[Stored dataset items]

————

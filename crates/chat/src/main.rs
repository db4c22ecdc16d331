use std::path::PathBuf;
use std::sync::Arc;

use clap::Parser;
use ragchat::chat::{ChatController, ControllerResult};
use ragchat::settings::SettingsStore;
use ragchat::terminal::{Command, HELP_TEXT, print_transcript};
use ragchat_stream::{ChatMode, HttpTransport};
use tokio::io::{AsyncBufReadExt, BufReader};
use tracing_subscriber::EnvFilter;

#[derive(Debug, Parser)]
#[command(name = "ragchat", version, about = "Terminal client for a RAG chat backend")]
struct Cli {
    /// Settings file; defaults to `<config dir>/ragchat/settings.json`.
    #[arg(long)]
    config: Option<PathBuf>,
    /// Backend base URL, e.g. http://localhost:8000.
    #[arg(long)]
    base_url: Option<String>,
    #[arg(long, value_parser = parse_mode)]
    mode: Option<ChatMode>,
    /// Sent as `user_id` with every chat request.
    #[arg(long)]
    user_id: Option<String>,
}

fn parse_mode(raw: &str) -> Result<ChatMode, String> {
    ChatMode::parse(raw).ok_or_else(|| format!("unknown mode `{raw}`, expected rag or agent"))
}

#[tokio::main(flavor = "current_thread")]
async fn main() -> Result<(), Box<dyn std::error::Error>> {
    // Logs go to stderr so they never interleave with the transcript.
    tracing_subscriber::fmt()
        .with_env_filter(
            EnvFilter::try_from_default_env().unwrap_or_else(|_| EnvFilter::new("warn")),
        )
        .with_writer(std::io::stderr)
        .init();

    let cli = Cli::parse();
    let store = match cli.config {
        Some(path) => SettingsStore::new(path),
        None => SettingsStore::load(),
    };

    let mut settings = (*store.settings()).clone();
    if let Some(base_url) = cli.base_url {
        settings.base_url = base_url;
    }
    if let Some(mode) = cli.mode {
        settings.default_mode = mode;
    }
    if let Some(user_id) = cli.user_id {
        settings.user_id = Some(user_id);
    }
    let settings = settings.normalized();
    tracing::info!(base_url = %settings.base_url, mode = settings.default_mode.as_str(), "starting");

    let transport = Arc::new(HttpTransport::new(settings.transport_config())?);
    let controller = ChatController::new(Arc::clone(&transport), &settings);
    controller.init().await;

    let updates = controller.subscribe();
    let render = tokio::spawn(async move {
        if let Err(error) = print_transcript(updates, std::io::stdout()).await {
            tracing::warn!(error = %error, "stopped rendering transcript");
        }
    });
    println!("connected to {} (type /help for commands)", transport.base_url());

    let mut lines = BufReader::new(tokio::io::stdin()).lines();
    while let Some(line) = lines.next_line().await? {
        let Some(command) = Command::parse(&line) else {
            continue;
        };

        match command {
            Command::Send(text) => {
                controller.set_draft(text);
                report(controller.send_draft());
            }
            Command::NewChat => report(controller.new_chat()),
            Command::Mode(mode) => {
                if controller.set_mode(mode).is_ok() {
                    println!("mode: {}", mode.as_str());
                } else {
                    println!("! wait for the current reply before switching mode");
                }
            }
            Command::Human => report(controller.request_human()),
            Command::Save => {
                let mode = controller.snapshot().mode;
                let saved = store.update(|saved| {
                    saved.base_url = settings.base_url.clone();
                    saved.user_id = settings.user_id.clone();
                    saved.default_mode = mode;
                });
                match saved {
                    Ok(_) => println!("defaults saved to {}", store.config_path().display()),
                    Err(error) => println!("! {error}"),
                }
            }
            Command::ShowPrompt => println!("{}", controller.snapshot().rag_prompt_template),
            Command::SetPrompt(template) => {
                controller.set_rag_prompt(template);
                println!("prompt saved");
            }
            Command::Upload(path) => match transport.upload_document(&path).await {
                Ok(receipt) => println!("uploaded {} as {}", path.display(), receipt.doc_id),
                Err(error) => println!("! upload failed: {error}"),
            },
            Command::Health => match transport.health().await {
                Ok(true) => println!("backend is healthy"),
                Ok(false) => println!("! backend reported a degraded status"),
                Err(error) => println!("! health check failed: {error}"),
            },
            Command::Help => println!("{HELP_TEXT}"),
            Command::Invalid(hint) => println!("{hint}"),
            Command::Quit => break,
        }
    }

    render.abort();
    Ok(())
}

fn report<T>(result: ControllerResult<T>) {
    if let Err(error) = result {
        tracing::debug!(error = ?error, "command rejected");
        println!("! {error}");
    }
}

————

◆ Exercise directions: Within the records above, the line carrying "fn report<T>(result: ControllerResult<T>)" starts the range and the last line ends it. Set down that range exactly.

◆ Task output:
fn report<T>(result: ControllerResult<T>) {
    if let Err(error) = result {
        tracing::debug!(error = ?error, "command rejected");
        println!("! {error}");
    }
}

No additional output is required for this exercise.